Pierre sauta en selle et fit volter son cheval.

— Eh bien, monsieur Pierre ?… remarqua Gertrude abasourdie ; ça ne doit pas vous gêner pour entrer, au contraire.

— Je reviendrai plus tard, dit le jeune homme en poussant sa bête.

— Ah ! c’est bon, alors, reprit la vieille servante, rassurée.

Mais Pierre ne revint pas et quand Minna apprit sa malencontreuse visite, elle se sentit toute inquiète.

Est-ce que vraiment sa jalousie était sérieuse ? Est-ce qu’elle avait eu tort de le taquiner à ce sujet ?

Si elle avait tenu, pendant un quart d’heure, et même moins, son ami d’enfance, en tête-à-tête, elle n’eût pas été embarrassée pour dissiper le nuage, mais si Pierre, boudeur, s’obstinait à la fuir, qu’adviendrait-il de cette fâcherie ?

Pendant les jours suivants, la jeune fille guetta sans cesse, la venue de Pierre Artevelle, mais il ne se montra point.

Sa mère, absorbée par les mille soucis de son intérieur, n’en fit point la remarque, mais plusieurs fois, son père en se mettant à table demanda :

— Pierre n’est pas venu ? Cela me surprend.

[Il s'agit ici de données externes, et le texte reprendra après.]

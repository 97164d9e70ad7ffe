//! Sketch table back-ends: the `depth x width` counter grid that a hashing
//! strategy indexes into.
//!
//! Four back-ends trade memory density for counter range, matching the
//! storage options named for the reference frequency sketches: an unbounded
//! dense table, a fixed-width array with checked overflow, a generic
//! row-major matrix, and a true bit-packed table whose counters are not
//! byte-aligned.

use crate::common::validation::validate_counter_bits;
use crate::common::{Result, SketchError};

/// A `depth x width` grid of counters addressed by `(row, col)`.
pub trait SketchTable {
    /// Number of rows.
    fn depth(&self) -> usize;

    /// Number of columns per row.
    fn width(&self) -> usize;

    /// Read the counter at `(row, col)`.
    fn get(&self, row: usize, col: usize) -> u64;

    /// Overwrite the counter at `(row, col)`.
    ///
    /// Fails with [`SketchError::Overflow`] if `value` does not fit in this
    /// table's counter width; the unbounded dense back-end never fails.
    fn set(&mut self, row: usize, col: usize, value: u64) -> Result<()>;

    /// Add `value` to the counter at `(row, col)` and return the new value.
    ///
    /// Fails with [`SketchError::Overflow`] under the same conditions as
    /// [`set`](Self::set).
    fn increment(&mut self, row: usize, col: usize, value: u64) -> Result<u64>;

    /// Running total of every value ever passed to [`increment`](Self::increment),
    /// independent of later decrements.
    fn total(&self) -> u64;

    /// Sum of the counters in a single row.
    fn row_sum(&self, row: usize) -> u64 {
        (0..self.width()).map(|c| self.get(row, c)).sum()
    }

    /// Flatten the whole table into a single vector, row-major.
    fn to_vector(&self) -> Vec<u64> {
        let mut out = Vec::with_capacity(self.depth() * self.width());
        for row in 0..self.depth() {
            for col in 0..self.width() {
                out.push(self.get(row, col));
            }
        }
        out
    }

    /// Decrement every counter whose value `v` satisfies `lower_excl < v <= upper_incl`.
    ///
    /// `total` is left untouched: lossy decrements forget counts, they do not
    /// retroactively shrink the running total of applied increments.
    fn decrement_all(&mut self, lower_excl: u64, upper_incl: f64) {
        for row in 0..self.depth() {
            for col in 0..self.width() {
                let v = self.get(row, col);
                if v as f64 <= upper_incl && v > lower_excl {
                    // v - 1 is already within range since v was a valid
                    // counter value; this write cannot overflow.
                    self.set(row, col, v - 1)
                        .expect("decrementing a valid counter cannot overflow");
                }
            }
        }
    }
}

/// Unbounded per-counter width, backed by a flat `Vec<u64>`.
pub struct DenseTable {
    width: usize,
    depth: usize,
    cells: Vec<u64>,
    total: u64,
}

impl DenseTable {
    /// Construct a `depth x width` dense table, all counters starting at zero.
    pub fn new(depth: usize, width: usize) -> Self {
        Self {
            width,
            depth,
            cells: vec![0u64; depth * width],
            total: 0,
        }
    }

    fn index(&self, row: usize, col: usize) -> usize {
        row * self.width + col
    }
}

impl SketchTable for DenseTable {
    fn depth(&self) -> usize {
        self.depth
    }

    fn width(&self) -> usize {
        self.width
    }

    fn get(&self, row: usize, col: usize) -> u64 {
        self.cells[self.index(row, col)]
    }

    fn set(&mut self, row: usize, col: usize, value: u64) -> Result<()> {
        let idx = self.index(row, col);
        self.cells[idx] = value;
        Ok(())
    }

    fn increment(&mut self, row: usize, col: usize, value: u64) -> Result<u64> {
        let idx = self.index(row, col);
        self.cells[idx] = self.cells[idx].saturating_add(value);
        self.total = self.total.saturating_add(value);
        Ok(self.cells[idx])
    }

    fn total(&self) -> u64 {
        self.total
    }
}

/// Fixed-width counters (8/16/32/64 bits), overflow-checked rather than
/// silently saturating past the configured width.
pub struct FixedWidthTable {
    width: usize,
    depth: usize,
    bits: u32,
    max_value: u64,
    cells: Vec<u64>,
    total: u64,
}

impl FixedWidthTable {
    /// Construct a table whose counters are capped at `bits` bits wide.
    /// `bits` must be one of 8, 16, 32, 64.
    pub fn new(depth: usize, width: usize, bits: u32) -> Result<Self> {
        validate_counter_bits(bits)?;
        let max_value = if bits == 64 { u64::MAX } else { (1u64 << bits) - 1 };
        Ok(Self {
            width,
            depth,
            bits,
            max_value,
            cells: vec![0u64; depth * width],
            total: 0,
        })
    }

    fn index(&self, row: usize, col: usize) -> usize {
        row * self.width + col
    }
}

impl SketchTable for FixedWidthTable {
    fn depth(&self) -> usize {
        self.depth
    }

    fn width(&self) -> usize {
        self.width
    }

    fn get(&self, row: usize, col: usize) -> u64 {
        self.cells[self.index(row, col)]
    }

    fn set(&mut self, row: usize, col: usize, value: u64) -> Result<()> {
        if value > self.max_value {
            return Err(SketchError::Overflow {
                context: format!(
                    "value {value} exceeds {}-bit counter max {}",
                    self.bits, self.max_value
                ),
            });
        }
        let idx = self.index(row, col);
        self.cells[idx] = value;
        Ok(())
    }

    fn increment(&mut self, row: usize, col: usize, value: u64) -> Result<u64> {
        let idx = self.index(row, col);
        let new_value = self.cells[idx].saturating_add(value);
        if new_value > self.max_value {
            return Err(SketchError::Overflow {
                context: format!(
                    "incrementing counter at ({row}, {col}) by {value} exceeds {}-bit counter max {}",
                    self.bits, self.max_value
                ),
            });
        }
        self.cells[idx] = new_value;
        self.total = self.total.saturating_add(value);
        Ok(new_value)
    }

    fn total(&self) -> u64 {
        self.total
    }
}

impl FixedWidthTable {
    /// The configured counter width in bits.
    pub fn counter_bits(&self) -> u32 {
        self.bits
    }

    /// Largest value a counter in this table can hold.
    pub fn max_value(&self) -> u64 {
        self.max_value
    }
}

/// Generic row-major matrix, parameterized at construction by the same
/// fixed-width counter semantics as [`FixedWidthTable`], but exposing
/// `to_vector` purely as a reshape (no transformation) over its storage.
pub struct MatrixTable {
    inner: FixedWidthTable,
}

impl MatrixTable {
    /// Construct a `depth x width` matrix table with `bits`-wide counters.
    pub fn new(depth: usize, width: usize, bits: u32) -> Result<Self> {
        Ok(Self {
            inner: FixedWidthTable::new(depth, width, bits)?,
        })
    }
}

impl SketchTable for MatrixTable {
    fn depth(&self) -> usize {
        self.inner.depth()
    }

    fn width(&self) -> usize {
        self.inner.width()
    }

    fn get(&self, row: usize, col: usize) -> u64 {
        self.inner.get(row, col)
    }

    fn set(&mut self, row: usize, col: usize, value: u64) -> Result<()> {
        self.inner.set(row, col, value)
    }

    fn increment(&mut self, row: usize, col: usize, value: u64) -> Result<u64> {
        self.inner.increment(row, col, value)
    }

    fn total(&self) -> u64 {
        self.inner.total()
    }
}

/// Counters packed as contiguous bitfields of `counter_bits` width, not
/// byte-aligned — the only back-end that actually saves memory over
/// [`FixedWidthTable`] for narrow counters.
pub struct BitPackedTable {
    width: usize,
    depth: usize,
    counter_bits: u32,
    max_value: u64,
    bits: Vec<u64>, // one u64 word per 64 packed bits
    total: u64,
}

impl BitPackedTable {
    /// Construct a `depth x width` table whose counters are `counter_bits` wide.
    pub fn new(depth: usize, width: usize, counter_bits: u32) -> Result<Self> {
        if counter_bits == 0 || counter_bits > 64 {
            return Err(SketchError::InvalidArgument {
                param: "counter_bits".to_string(),
                value: counter_bits.to_string(),
                constraint: "must be in range [1, 64]".to_string(),
            });
        }
        let total_bits = depth * width * counter_bits as usize;
        let words = total_bits.div_ceil(64);
        let max_value = if counter_bits == 64 {
            u64::MAX
        } else {
            (1u64 << counter_bits) - 1
        };
        Ok(Self {
            width,
            depth,
            counter_bits,
            max_value,
            bits: vec![0u64; words],
            total: 0,
        })
    }

    fn bit_offset(&self, row: usize, col: usize) -> usize {
        (row * self.width + col) * self.counter_bits as usize
    }

    fn read_bits(&self, offset: usize) -> u64 {
        let width = self.counter_bits as usize;
        let mut value = 0u64;
        for i in 0..width {
            let bit_pos = offset + i;
            let word = bit_pos / 64;
            let bit = bit_pos % 64;
            if (self.bits[word] >> bit) & 1 == 1 {
                value |= 1 << i;
            }
        }
        value
    }

    fn write_bits(&mut self, offset: usize, value: u64) {
        let width = self.counter_bits as usize;
        for i in 0..width {
            let bit_pos = offset + i;
            let word = bit_pos / 64;
            let bit = bit_pos % 64;
            let set = (value >> i) & 1 == 1;
            if set {
                self.bits[word] |= 1 << bit;
            } else {
                self.bits[word] &= !(1u64 << bit);
            }
        }
    }
}

impl SketchTable for BitPackedTable {
    fn depth(&self) -> usize {
        self.depth
    }

    fn width(&self) -> usize {
        self.width
    }

    fn get(&self, row: usize, col: usize) -> u64 {
        self.read_bits(self.bit_offset(row, col))
    }

    fn set(&mut self, row: usize, col: usize, value: u64) -> Result<()> {
        if value > self.max_value {
            return Err(SketchError::Overflow {
                context: format!(
                    "value {value} exceeds {}-bit counter max {}",
                    self.counter_bits, self.max_value
                ),
            });
        }
        let offset = self.bit_offset(row, col);
        self.write_bits(offset, value);
        Ok(())
    }

    fn increment(&mut self, row: usize, col: usize, value: u64) -> Result<u64> {
        let offset = self.bit_offset(row, col);
        let current = self.read_bits(offset);
        let new_value = current.saturating_add(value);
        if new_value > self.max_value {
            return Err(SketchError::Overflow {
                context: format!(
                    "incrementing counter at ({row}, {col}) by {value} exceeds {}-bit counter max {}",
                    self.counter_bits, self.max_value
                ),
            });
        }
        self.write_bits(offset, new_value);
        self.total = self.total.saturating_add(value);
        Ok(new_value)
    }

    fn total(&self) -> u64 {
        self.total
    }

    fn decrement_all(&mut self, lower_excl: u64, upper_incl: f64) {
        // Unpack/repack only cells inside the bound; entries outside it are
        // never touched, avoiding a full table unpack on every lossy pass.
        for row in 0..self.depth {
            for col in 0..self.width {
                let offset = self.bit_offset(row, col);
                let v = self.read_bits(offset);
                if v as f64 <= upper_incl && v > lower_excl {
                    self.write_bits(offset, v - 1);
                }
            }
        }
    }
}

#[cfg(test)]
mod tests {
    use super::*;

    #[test]
    fn dense_table_increment_and_total() {
        let mut t = DenseTable::new(3, 8);
        assert_eq!(t.increment(0, 2, 5).unwrap(), 5);
        assert_eq!(t.increment(0, 2, 3).unwrap(), 8);
        assert_eq!(t.get(0, 2), 8);
        assert_eq!(t.total(), 8);
        assert_eq!(t.get(1, 2), 0);
    }

    #[test]
    fn fixed_width_table_rejects_bad_bits() {
        assert!(FixedWidthTable::new(2, 4, 12).is_err());
        assert!(FixedWidthTable::new(2, 4, 8).is_ok());
    }

    #[test]
    fn fixed_width_table_fails_on_overflow() {
        let mut t = FixedWidthTable::new(1, 1, 8).unwrap();
        assert!(t.increment(0, 0, 300).is_err());
        // the rejected write leaves the counter and total untouched
        assert_eq!(t.get(0, 0), 0);
        assert_eq!(t.total(), 0);
        assert!(t.increment(0, 0, 200).is_ok());
        assert!(t.increment(0, 0, 100).is_err());
        assert_eq!(t.get(0, 0), 200);
    }

    #[test]
    fn matrix_table_to_vector_is_row_major() {
        let mut t = MatrixTable::new(2, 3, 16).unwrap();
        t.set(0, 0, 1).unwrap();
        t.set(0, 2, 3).unwrap();
        t.set(1, 1, 9).unwrap();
        assert_eq!(t.to_vector(), vec![1, 0, 3, 0, 9, 0]);
    }

    #[test]
    fn bit_packed_table_roundtrip() {
        let mut t = BitPackedTable::new(2, 10, 5).unwrap();
        for col in 0..10 {
            t.set(0, col, col as u64).unwrap();
            t.set(1, col, 31 - col as u64).unwrap();
        }
        for col in 0..10 {
            assert_eq!(t.get(0, col), col as u64);
            assert_eq!(t.get(1, col), 31 - col as u64);
        }
    }

    #[test]
    fn bit_packed_table_fails_on_overflow() {
        let mut t = BitPackedTable::new(1, 1, 3).unwrap();
        assert!(t.increment(0, 0, 100).is_err());
        assert_eq!(t.get(0, 0), 0);
        assert!(t.set(0, 0, 8).is_err());
        assert!(t.set(0, 0, 7).is_ok());
    }

    #[test]
    fn decrement_all_respects_bounds_and_leaves_total() {
        let mut t = DenseTable::new(1, 3);
        t.increment(0, 0, 1).unwrap();
        t.increment(0, 1, 5).unwrap();
        t.increment(0, 2, 10).unwrap();
        t.decrement_all(0, 5.0);
        assert_eq!(t.get(0, 0), 0);
        assert_eq!(t.get(0, 1), 4);
        assert_eq!(t.get(0, 2), 10);
        assert_eq!(t.total(), 16);
    }

    #[test]
    fn bit_packed_decrement_all_matches_dense_semantics() {
        let mut t = BitPackedTable::new(1, 3, 8).unwrap();
        t.increment(0, 0, 1).unwrap();
        t.increment(0, 1, 5).unwrap();
        t.increment(0, 2, 10).unwrap();
        t.decrement_all(0, 5.0);
        assert_eq!(t.get(0, 0), 0);
        assert_eq!(t.get(0, 1), 4);
        assert_eq!(t.get(0, 2), 10);
    }
}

Il est vrai qu’il était tombé de la neige en abondance et que la route était défoncée.

Dans cette disposition d’esprit, la jeune fille ne se sentait pas d’humeur à répondre aux propos galants du commandant. Sans affectation, elle esquiva plusieurs de ses visites. Il s’en montra fort déçu. Il sentait bien que cette jolie fille n’était pas très impressionnée par son prestige et qu’elle restait, en sa présence, remarquablement libre de son esprit et de son cœur.